Stored data:
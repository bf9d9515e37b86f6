//! Dependency agent: wraps `spec_graph`'s dependency resolver as an agent
//! capability, with a model-delegating primary path for free-text resolution
//! advice.

use std::sync::Arc;

use async_trait::async_trait;
use serde::Deserialize;

use crate::agent::Agent;
use crate::error::{AgentError, Result};
use crate::model_client::{ChatMessage, ChatRequest, ModelClient};
use crate::task::AgentTask;
use crate::verdict::{DependencyVerdict, Verdict, VerdictEnvelope};

const SYSTEM_PROMPT: &str = "You are a Dependency Resolver Agent. Analyze dependency graphs, \
identify circular dependencies, and suggest resolution strategies such as dependency inversion \
or layered architecture. Respond with a JSON object: {is_valid, circular_dependencies, \
resolution_suggestions, confidence_score, reasoning}.";

#[derive(Debug, Deserialize)]
struct DependencyInput {
    snapshot: spec_graph::GraphSnapshot,
}

pub struct DependencyAgent {
    agent_id: String,
    model: Option<Arc<dyn ModelClient>>,
}

impl DependencyAgent {
    pub fn new(agent_id: impl Into<String>, model: Option<Arc<dyn ModelClient>>) -> Self {
        Self {
            agent_id: agent_id.into(),
            model,
        }
    }

    fn analyze(snapshot: &spec_graph::GraphSnapshot) -> DependencyVerdict {
        let resolver = spec_graph::algorithms::DependencyResolver::from_snapshot(snapshot);
        let cycles = resolver.detect_circular_dependencies();
        let is_valid = cycles.is_empty();

        let resolution_suggestions = cycles
            .iter()
            .map(|c| {
                format!(
                    "break the {} cycle ({}) via dependency inversion: {}",
                    c.cycle_type,
                    c.severity,
                    c.cycle.join(" -> ")
                )
            })
            .collect();

        DependencyVerdict {
            envelope: VerdictEnvelope {
                agent_id: String::new(),
                confidence_score: if is_valid { 0.8 } else { 0.6 },
                reasoning: "graph-based dependency analysis".to_string(),
                fallback_mode: true,
            },
            is_valid,
            circular_dependencies: cycles,
            resolution_suggestions,
        }
    }
}

#[async_trait]
impl Agent for DependencyAgent {
    fn agent_id(&self) -> &str {
        &self.agent_id
    }

    async fn execute_primary(&self, task: &AgentTask) -> Result<Verdict> {
        let model = self
            .model
            .as_ref()
            .ok_or_else(|| AgentError::ModelClient("no model client configured".to_string()))?;

        let request = ChatRequest {
            messages: vec![
                ChatMessage::system(SYSTEM_PROMPT),
                ChatMessage::user(task.input_data.to_string()),
            ],
            expects_json: true,
        };
        let completion = model.chat(request).await?;

        let mut verdict: DependencyVerdict = serde_json::from_str(&completion.content)
            .map_err(|e| AgentError::ModelClient(format!("malformed verdict json: {e}")))?;
        verdict.envelope.agent_id = self.agent_id.clone();
        verdict.envelope.fallback_mode = false;
        Ok(Verdict::Dependency(verdict))
    }

    async fn execute_fallback(&self, task: &AgentTask) -> Result<Verdict> {
        if task.operation != "analyze_dependencies" && task.operation != "analyze_change_impact" {
            return Err(AgentError::UnsupportedOperation {
                agent_id: self.agent_id.clone(),
                operation: task.operation.clone(),
            });
        }
        let input: DependencyInput = serde_json::from_value(task.input_data.clone())
            .map_err(|e| AgentError::InvalidInput(e.to_string()))?;

        let mut verdict = Self::analyze(&input.snapshot);
        verdict.envelope.agent_id = self.agent_id.clone();
        Ok(Verdict::Dependency(verdict))
    }
}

_Exercise prompt_
For each line of the entries that contains the word "cycles", make a copy.

_Written solution_
        let cycles = resolver.detect_circular_dependencies();
        let is_valid = cycles.is_empty();
        let resolution_suggestions = cycles
            circular_dependencies: cycles,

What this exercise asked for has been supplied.